Federal Labor’s main argument against the congestion-busting road (apart from “it won’t fix anything”) is that it does not stand up on a cost-benefit analysis.
Putting aside their willingness to ignore such analysis when it suits (such as the $43 billion NBN, developed on Kevin Rudd’s napkin), the argument is wrong.
The final business case showed a return of $1.40 for every dollar invested. Most businesses would kill for that sort of return.
The real reason both federal and state Labor continue to oppose the East-West Link is because they remain beholden to their inner-city electorates at risk from the Greens.
While those seats are under threat, East-West link injury the outer suburbs miss out. But the $1.1 billion of wasted money from cancelling East-West Link isn’t the end of the pain for Melbourne motorists and Victorian taxpayers.
In a further blow to residents, particularly in eastern and south eastern suburbs, the Western Distributor project is being funded by extra tolls right across the CityLink network, including the Monash.

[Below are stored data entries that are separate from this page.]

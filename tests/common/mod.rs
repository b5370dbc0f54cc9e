//! Shared fixtures for the integration tests.

#![allow(dead_code)]

use histmatch::models::{DataIdx, DataPoint, ModelOutputSet, ModelParameter, ParSet};
use histmatch::{Config, GaussianLink, HistMatchError, ModelLink, Result};
use std::ops::Range;
use std::path::Path;
use std::sync::atomic::{AtomicUsize, Ordering};

/// Small, fast configuration storing into `dir`.
pub fn small_config(dir: &Path) -> Config {
    let mut config = Config::from_toml_str(
        r#"
[emulator]
n_sam_init = 30
n_sam_refine = 20
base_eval_sam = 200
method = "full"
poly_order = 2
n_cross_val = 3
seed = 11

[projection]
proj_res = 4
proj_depth = 6
proj_type = "both"
"#,
    )
    .unwrap();
    config.store.working_dir = dir.to_path_buf();
    config
}

/// Analytic model that counts its evaluations and fails a window of them.
pub struct CountingLink {
    inner: GaussianLink,
    calls: AtomicUsize,
    failing: Range<usize>,
}

impl CountingLink {
    /// Fails the first `fail_first` calls.
    pub fn new(fail_first: usize) -> Self {
        Self::failing(0..fail_first)
    }

    /// Fails the calls numbered in `failing`, counting from 0.
    pub fn failing(failing: Range<usize>) -> Self {
        Self {
            inner: GaussianLink::two_d(),
            calls: AtomicUsize::new(0),
            failing,
        }
    }

    pub fn calls(&self) -> usize {
        self.calls.load(Ordering::SeqCst)
    }
}

impl ModelLink for CountingLink {
    fn name(&self) -> &str {
        self.inner.name()
    }

    fn parameters(&self) -> &[ModelParameter] {
        self.inner.parameters()
    }

    fn data(&self) -> &[DataPoint] {
        self.inner.data()
    }

    fn call_model(&self, emul_i: usize, sam_set: &[ParSet], data_idx: &[DataIdx]) -> Result<ModelOutputSet> {
        let n = self.calls.fetch_add(1, Ordering::SeqCst);
        if self.failing.contains(&n) {
            return Err(HistMatchError::Model(format!("simulated failure {n}")));
        }
        self.inner.call_model(emul_i, sam_set, data_idx)
    }
}

/// Two-parameter Gaussian whose outputs jump by six orders of magnitude for `A > 4`.
pub struct ExtremeLink {
    inner: GaussianLink,
}

impl ExtremeLink {
    pub const SCALE: f64 = 1e6;

    pub fn new() -> Self {
        Self {
            inner: GaussianLink::two_d(),
        }
    }
}

impl ModelLink for ExtremeLink {
    fn name(&self) -> &str {
        "extreme_2d"
    }

    fn parameters(&self) -> &[ModelParameter] {
        self.inner.parameters()
    }

    fn data(&self) -> &[DataPoint] {
        self.inner.data()
    }

    fn call_model(&self, emul_i: usize, sam_set: &[ParSet], data_idx: &[DataIdx]) -> Result<ModelOutputSet> {
        let mut outputs = self.inner.call_model(emul_i, sam_set, data_idx)?;
        for column in outputs.values.values_mut() {
            for (v, par) in column.iter_mut().zip(sam_set) {
                if par[0] > 4.0 {
                    *v *= Self::SCALE;
                }
            }
        }
        Ok(outputs)
    }
}
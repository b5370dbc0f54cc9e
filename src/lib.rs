//! histmatch - Iterative history matching with regression and Gaussian process emulators.
//!
//! ## Architecture
//!
//! Each iteration emulates every model output with a polynomial regression
//! plus a Gaussian process, then rules out parameter regions whose
//! implausibility exceeds the cut-off:
//!
//! - **Construction**: Samples → Model evaluations → Active parameters →
//!   Regression → Covariance matrix
//! - **Analysis**: Evaluate candidates through every iteration → plausible samples
//! - **Refinement**: The next iteration samples inside the plausible region
//!
//! ## Ranks
//!
//! Every rank runs the same pipeline calls. The controller (rank 0) evaluates
//! the model and owns the store; fitting and candidate evaluation are spread
//! over all ranks. In worker mode only the controller runs user code and the
//! workers serve its calls.
//!
//! ## Epistemic Design
//!
//! - K_i (Knowledge): Compile-time enforced invariants (types, enums)
//! - B_i (Beliefs): Runtime fallible operations (Result, Option)
//! - I^R (Resolvable): User-configurable parameters
//! - I^B (Bounded): Model failures and empty plausible regions

pub mod checkpoint;
pub mod emulator;
pub mod modellink;
pub mod models;
pub mod pipeline;
pub mod worker;

// Re-exports for convenience
pub use checkpoint::{ConstructionState, Iteration, IterationStore, Stage};
pub use emulator::{EmulationMethod, SampleEvaluation};
pub use modellink::{GaussianLink, ModelLink};
pub use models::{Config, HistMatchError, RequestWarning, Result};
pub use pipeline::{DetailsReport, Pipeline, ProjectionRenderer, ProjectionSurface};
pub use worker::{Communicator, LocalComm, ThreadComm, WorkerMessage};
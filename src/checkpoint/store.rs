//! On-disk iteration store.
//!
//! Layout inside the working directory:
//!
//! ```text
//! pipeline.json                  store-wide metadata
//! iterations/iter_<k>.json       one document per iteration
//! iterations/iter_<k>.json.bak   previous committed version
//! projections/iter_<k>_<a>[_<b>].json
//! ```
//!
//! Epistemic foundation:
//! - K_i: Every document is written atomically (write-then-rename)
//! - B_i: Store may be empty → Option / empty Vec
//! - B_i: Store may belong to another model or be damaged → Input error
//! - I^B: Crash during write → the `.bak` copy holds the last committed version

use super::state::{Iteration, PipelineMeta, DEFAULT_EMUL_TYPE};
use crate::models::{HistMatchError, ModelParameter, Result};
use regex::Regex;
use serde::de::DeserializeOwned;
use serde::Serialize;
use std::collections::BTreeMap;
use std::fs::{self, File};
use std::io::{BufReader, BufWriter, Write};
use std::path::{Path, PathBuf};
use tracing::{debug, info, warn};

const META_FILE: &str = "pipeline.json";
const ITERATION_DIR: &str = "iterations";
const PROJECTION_DIR: &str = "projections";

/// Persistent store of every iteration; owned by the controller only.
pub struct IterationStore {
    dir: PathBuf,
    iteration_dir: PathBuf,
    projection_dir: PathBuf,
    iteration_name: Regex,
}

impl IterationStore {
    /// Open (and create if needed) a store in `dir`.
    pub fn open(dir: &Path) -> Result<Self> {
        let iteration_dir = dir.join(ITERATION_DIR);
        let projection_dir = dir.join(PROJECTION_DIR);
        fs::create_dir_all(&iteration_dir)
            .map_err(|e| HistMatchError::io("creating iteration store", e))?;
        fs::create_dir_all(&projection_dir)
            .map_err(|e| HistMatchError::io("creating projection store", e))?;
        let iteration_name = Regex::new(r"^iter_(\d+)\.json(\.bak|\.tmp)?$")
            .map_err(|e| HistMatchError::Internal(format!("iteration name pattern: {e}")))?;

        Ok(Self {
            dir: dir.to_path_buf(),
            iteration_dir,
            projection_dir,
            iteration_name,
        })
    }

    pub fn dir(&self) -> &Path {
        &self.dir
    }

    pub fn load_meta(&self) -> Result<Option<PipelineMeta>> {
        let path = self.dir.join(META_FILE);
        if !path.exists() {
            return Ok(None);
        }
        read_json(&path).map(Some)
    }

    pub fn save_meta(&self, meta: &PipelineMeta) -> Result<()> {
        write_atomic(&self.dir.join(META_FILE), meta)
    }

    /// Check that a recorded store belongs to this model.
    ///
    /// B_i(emulator type supported) → Request error
    /// B_i(same parameter names and bounds) → Input error
    pub fn verify_meta(meta: &PipelineMeta, params: &[ModelParameter]) -> Result<()> {
        if meta.emul_type != DEFAULT_EMUL_TYPE {
            return Err(HistMatchError::Request(format!(
                "store was built with emulator type '{}', this pipeline uses '{DEFAULT_EMUL_TYPE}'",
                meta.emul_type
            )));
        }
        let same = meta.parameters.len() == params.len()
            && meta.parameters.iter().zip(params).all(|(a, b)| {
                a.name == b.name && a.lower == b.lower && a.upper == b.upper
            });
        if !same {
            return Err(HistMatchError::Input(format!(
                "store was built for model '{}' with different parameters",
                meta.model_name
            )));
        }
        Ok(())
    }

    /// Load every iteration, which must be numbered exactly `1..=n`.
    ///
    /// B_i(only iteration documents present, no gaps) → Input error
    pub fn load_iterations(&self) -> Result<Vec<Iteration>> {
        let mut found: BTreeMap<usize, PathBuf> = BTreeMap::new();
        for path in self.entries(&self.iteration_dir)? {
            let name = path
                .file_name()
                .map(|n| n.to_string_lossy().into_owned())
                .unwrap_or_default();
            let Some(caps) = self.iteration_name.captures(&name) else {
                return Err(HistMatchError::Input(format!(
                    "foreign entry '{name}' in iteration store {}",
                    self.iteration_dir.display()
                )));
            };
            if caps.get(2).is_some() {
                continue;
            }
            let k: usize = caps[1].parse().map_err(|_| {
                HistMatchError::Input(format!("invalid iteration number in '{name}'"))
            })?;
            found.insert(k, path);
        }

        let mut iterations = Vec::with_capacity(found.len());
        for (expected, (k, path)) in (1..).zip(found) {
            if k != expected {
                return Err(HistMatchError::Input(format!(
                    "iteration store has a gap: iteration {expected} is missing before {k}"
                )));
            }
            let iteration: Iteration = read_json(&path)?;
            if iteration.emul_i != k {
                return Err(HistMatchError::Input(format!(
                    "document {} holds iteration {}",
                    path.display(),
                    iteration.emul_i
                )));
            }
            iterations.push(iteration);
        }
        if !iterations.is_empty() {
            info!(n_iterations = iterations.len(), dir = %self.dir.display(), "Loaded iteration store");
        }
        Ok(iterations)
    }

    /// Commit an iteration.
    pub fn save_iteration(&self, iteration: &Iteration) -> Result<()> {
        write_atomic(&self.iteration_path(iteration.emul_i), iteration)?;
        debug!(emul_i = iteration.emul_i, "Iteration committed");
        Ok(())
    }

    /// Remove every iteration (and its projections) after `emul_i`.
    pub fn remove_after(&self, emul_i: usize) -> Result<()> {
        for path in self.entries(&self.iteration_dir)? {
            let name = path
                .file_name()
                .map(|n| n.to_string_lossy().into_owned())
                .unwrap_or_default();
            let k = self
                .iteration_name
                .captures(&name)
                .and_then(|c| c[1].parse::<usize>().ok());
            if k.is_some_and(|k| k > emul_i) {
                fs::remove_file(&path).map_err(|e| HistMatchError::io("removing iteration", e))?;
                warn!(path = %path.display(), "Removed superseded iteration");
            }
        }
        for path in self.entries(&self.projection_dir)? {
            let k = projection_iteration(&path);
            if k.is_some_and(|k| k > emul_i) {
                fs::remove_file(&path).map_err(|e| HistMatchError::io("removing projection", e))?;
            }
        }
        Ok(())
    }

    /// Remove the projections of one iteration.
    pub fn remove_projections(&self, emul_i: usize) -> Result<()> {
        for path in self.entries(&self.projection_dir)? {
            if projection_iteration(&path) == Some(emul_i) {
                fs::remove_file(&path).map_err(|e| HistMatchError::io("removing projection", e))?;
            }
        }
        Ok(())
    }

    pub fn projection_path(&self, emul_i: usize, names: &[&str]) -> PathBuf {
        self.projection_dir
            .join(format!("iter_{emul_i}_{}.json", names.join("_")))
    }

    pub fn load_projection<T: DeserializeOwned>(&self, emul_i: usize, names: &[&str]) -> Result<Option<T>> {
        let path = self.projection_path(emul_i, names);
        if !path.exists() {
            return Ok(None);
        }
        read_json(&path).map(Some)
    }

    pub fn save_projection<T: Serialize>(&self, emul_i: usize, names: &[&str], value: &T) -> Result<()> {
        write_atomic(&self.projection_path(emul_i, names), value)
    }

    fn iteration_path(&self, emul_i: usize) -> PathBuf {
        self.iteration_dir.join(format!("iter_{emul_i}.json"))
    }

    fn entries(&self, dir: &Path) -> Result<Vec<PathBuf>> {
        let pattern = dir.join("*");
        let pattern = pattern.to_string_lossy();
        Ok(glob::glob(&pattern)
            .map_err(|e| HistMatchError::Internal(format!("Invalid glob pattern: {e}")))?
            .filter_map(|r| r.ok())
            .collect())
    }
}

fn projection_iteration(path: &Path) -> Option<usize> {
    let name = path.file_name()?.to_string_lossy().into_owned();
    name.strip_prefix("iter_")?.split('_').next()?.parse().ok()
}

fn read_json<T: DeserializeOwned>(path: &Path) -> Result<T> {
    let file = File::open(path).map_err(|e| HistMatchError::io("opening store document", e))?;
    serde_json::from_reader(BufReader::new(file))
        .map_err(|e| HistMatchError::ParseError(format!("Invalid store document {}: {e}", path.display())))
}

/// Keep a `.bak` of the previous version, write a temp file, rename over.
fn write_atomic<T: Serialize>(path: &Path, value: &T) -> Result<()> {
    if path.exists() {
        let mut backup = path.as_os_str().to_owned();
        backup.push(".bak");
        fs::copy(path, PathBuf::from(backup))
            .map_err(|e| HistMatchError::io("backing up store document", e))?;
    }

    let mut temp = path.as_os_str().to_owned();
    temp.push(".tmp");
    let temp = PathBuf::from(temp);
    let file = File::create(&temp).map_err(|e| HistMatchError::io("creating temp document", e))?;
    let mut writer = BufWriter::new(file);
    serde_json::to_writer(&mut writer, value)
        .map_err(|e| HistMatchError::Internal(format!("Serializing store document: {e}")))?;
    writer
        .flush()
        .map_err(|e| HistMatchError::io("flushing temp document", e))?;

    fs::rename(&temp, path).map_err(|e| HistMatchError::io("renaming store document", e))
}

This means those residents have not only been deprived of the East-West Link at a cost of $1.1 billion, but they will continue to pay CityLink tolls for at least another 10 years to fund a road they may never use.
Residents in the east, should not be tolled for a road in the west. For an eastern suburbs motorist who travels the entire CityLink up and back each work day during those extra 10 years of tolls, will be about $4000 per year worse off.
At the same time, the road project that would provide the greatest benefit to Melbourne motorists is on hold while the Andrews government remains in office.
No wonder residents in the eastern suburbs feel abandoned by Labor.
The East-West Link will have to wait for a responsible state Coalition government to build it.
In the meantime, the Turnbull Government has allocated $500 million to deliver a $1 billion expanded Monash project going much further than the Victorian Government has proposed. This project would deliver widening going west to Warrigal Rd and east to Cardinia Rd.
A further $350 million has been allocated for the upgrade of the Metropolitan Ring Road, and $220 million for the Murray Basin Rail Project to move goods to key ports in Geelong and Portland.
But it’s clear that Labor’s billion dollar East-West Link insult, now followed by the injury of higher tolls, will not be forgotten by people in Melbourne’s eastern suburbs.